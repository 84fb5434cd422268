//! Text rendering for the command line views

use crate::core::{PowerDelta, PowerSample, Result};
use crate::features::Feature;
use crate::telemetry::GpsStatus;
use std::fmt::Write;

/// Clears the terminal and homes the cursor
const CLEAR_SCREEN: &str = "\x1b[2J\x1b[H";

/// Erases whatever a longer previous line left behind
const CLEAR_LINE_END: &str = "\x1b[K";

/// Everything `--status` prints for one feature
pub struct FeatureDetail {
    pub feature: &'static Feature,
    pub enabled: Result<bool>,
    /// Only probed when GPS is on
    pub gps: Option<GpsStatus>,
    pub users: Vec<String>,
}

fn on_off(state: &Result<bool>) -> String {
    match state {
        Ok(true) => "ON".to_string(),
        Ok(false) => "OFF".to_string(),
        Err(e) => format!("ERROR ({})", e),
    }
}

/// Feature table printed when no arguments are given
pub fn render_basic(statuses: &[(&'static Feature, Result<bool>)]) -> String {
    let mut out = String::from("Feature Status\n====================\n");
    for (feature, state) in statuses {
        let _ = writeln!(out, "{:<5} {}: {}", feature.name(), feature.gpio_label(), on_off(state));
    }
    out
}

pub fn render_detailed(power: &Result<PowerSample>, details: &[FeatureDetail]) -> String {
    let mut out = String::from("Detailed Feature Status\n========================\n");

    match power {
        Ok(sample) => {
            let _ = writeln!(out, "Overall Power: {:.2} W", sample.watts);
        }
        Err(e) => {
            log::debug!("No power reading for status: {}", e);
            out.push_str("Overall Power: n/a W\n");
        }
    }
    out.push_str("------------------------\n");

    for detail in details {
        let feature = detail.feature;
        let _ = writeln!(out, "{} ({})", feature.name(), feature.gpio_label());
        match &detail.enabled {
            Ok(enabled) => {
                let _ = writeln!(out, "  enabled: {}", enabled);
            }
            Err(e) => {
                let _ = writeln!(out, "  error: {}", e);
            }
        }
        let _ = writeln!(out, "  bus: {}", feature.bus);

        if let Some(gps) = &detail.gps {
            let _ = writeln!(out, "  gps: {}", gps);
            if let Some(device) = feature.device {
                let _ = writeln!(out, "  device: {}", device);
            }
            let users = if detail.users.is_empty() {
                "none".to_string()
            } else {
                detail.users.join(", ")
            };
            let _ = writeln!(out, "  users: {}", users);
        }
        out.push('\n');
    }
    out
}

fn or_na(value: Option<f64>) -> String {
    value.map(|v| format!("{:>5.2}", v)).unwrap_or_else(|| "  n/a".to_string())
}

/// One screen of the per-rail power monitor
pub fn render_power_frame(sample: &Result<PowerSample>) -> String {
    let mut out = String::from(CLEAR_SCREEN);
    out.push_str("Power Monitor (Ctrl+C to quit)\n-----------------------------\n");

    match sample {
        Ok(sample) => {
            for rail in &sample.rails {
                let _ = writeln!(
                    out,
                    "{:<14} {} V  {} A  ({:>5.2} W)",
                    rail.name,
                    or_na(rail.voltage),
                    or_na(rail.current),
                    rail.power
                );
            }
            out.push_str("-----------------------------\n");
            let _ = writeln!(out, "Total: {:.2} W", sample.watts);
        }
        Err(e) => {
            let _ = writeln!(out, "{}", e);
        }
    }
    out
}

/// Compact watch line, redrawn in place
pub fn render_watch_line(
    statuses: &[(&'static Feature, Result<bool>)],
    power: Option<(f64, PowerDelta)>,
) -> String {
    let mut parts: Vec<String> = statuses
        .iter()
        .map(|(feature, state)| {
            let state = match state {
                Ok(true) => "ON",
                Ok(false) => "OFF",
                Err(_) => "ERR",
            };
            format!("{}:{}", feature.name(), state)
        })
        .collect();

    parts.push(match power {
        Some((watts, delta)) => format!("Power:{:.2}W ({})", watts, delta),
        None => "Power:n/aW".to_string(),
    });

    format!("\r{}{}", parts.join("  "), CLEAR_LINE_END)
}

━━━━━━

> **Task instructions**
All lines of the data are to be repeated exactly as they stand.

> **Solution for this task**
repository 84fb5434cd422268
//! Text rendering for the command line views

use crate::core::{PowerDelta, PowerSample, Result};
use crate::features::Feature;
use crate::telemetry::GpsStatus;
use std::fmt::Write;

/// Clears the terminal and homes the cursor
const CLEAR_SCREEN: &str = "\x1b[2J\x1b[H";

/// Erases whatever a longer previous line left behind
const CLEAR_LINE_END: &str = "\x1b[K";

/// Everything `--status` prints for one feature
pub struct FeatureDetail {
    pub feature: &'static Feature,
    pub enabled: Result<bool>,
    /// Only probed when GPS is on
    pub gps: Option<GpsStatus>,
    pub users: Vec<String>,
}

fn on_off(state: &Result<bool>) -> String {
    match state {
        Ok(true) => "ON".to_string(),
        Ok(false) => "OFF".to_string(),
        Err(e) => format!("ERROR ({})", e),
    }
}

/// Feature table printed when no arguments are given
pub fn render_basic(statuses: &[(&'static Feature, Result<bool>)]) -> String {
    let mut out = String::from("Feature Status\n====================\n");
    for (feature, state) in statuses {
        let _ = writeln!(out, "{:<5} {}: {}", feature.name(), feature.gpio_label(), on_off(state));
    }
    out
}

pub fn render_detailed(power: &Result<PowerSample>, details: &[FeatureDetail]) -> String {
    let mut out = String::from("Detailed Feature Status\n========================\n");

    match power {
        Ok(sample) => {
            let _ = writeln!(out, "Overall Power: {:.2} W", sample.watts);
        }
        Err(e) => {
            log::debug!("No power reading for status: {}", e);
            out.push_str("Overall Power: n/a W\n");
        }
    }
    out.push_str("------------------------\n");

    for detail in details {
        let feature = detail.feature;
        let _ = writeln!(out, "{} ({})", feature.name(), feature.gpio_label());
        match &detail.enabled {
            Ok(enabled) => {
                let _ = writeln!(out, "  enabled: {}", enabled);
            }
            Err(e) => {
                let _ = writeln!(out, "  error: {}", e);
            }
        }
        let _ = writeln!(out, "  bus: {}", feature.bus);

        if let Some(gps) = &detail.gps {
            let _ = writeln!(out, "  gps: {}", gps);
            if let Some(device) = feature.device {
                let _ = writeln!(out, "  device: {}", device);
            }
            let users = if detail.users.is_empty() {
                "none".to_string()
            } else {
                detail.users.join(", ")
            };
            let _ = writeln!(out, "  users: {}", users);
        }
        out.push('\n');
    }
    out
}

fn or_na(value: Option<f64>) -> String {
    value.map(|v| format!("{:>5.2}", v)).unwrap_or_else(|| "  n/a".to_string())
}

/// One screen of the per-rail power monitor
pub fn render_power_frame(sample: &Result<PowerSample>) -> String {
    let mut out = String::from(CLEAR_SCREEN);
    out.push_str("Power Monitor (Ctrl+C to quit)\n-----------------------------\n");

    match sample {
        Ok(sample) => {
            for rail in &sample.rails {
                let _ = writeln!(
                    out,
                    "{:<14} {} V  {} A  ({:>5.2} W)",
                    rail.name,
                    or_na(rail.voltage),
                    or_na(rail.current),
                    rail.power
                );
            }
            out.push_str("-----------------------------\n");
            let _ = writeln!(out, "Total: {:.2} W", sample.watts);
        }
        Err(e) => {
            let _ = writeln!(out, "{}", e);
        }
    }
    out
}

/// Compact watch line, redrawn in place
pub fn render_watch_line(
    statuses: &[(&'static Feature, Result<bool>)],
    power: Option<(f64, PowerDelta)>,
) -> String {
    let mut parts: Vec<String> = statuses
        .iter()
        .map(|(feature, state)| {
            let state = match state {
                Ok(true) => "ON",
                Ok(false) => "OFF",
                Err(_) => "ERR",
            };
            format!("{}:{}", feature.name(), state)
        })
        .collect();

    parts.push(match power {
        Some((watts, delta)) => format!("Power:{:.2}W ({})", watts, delta),
        None => "Power:n/aW".to_string(),
    });

    format!("\r{}{}", parts.join("  "), CLEAR_LINE_END)
}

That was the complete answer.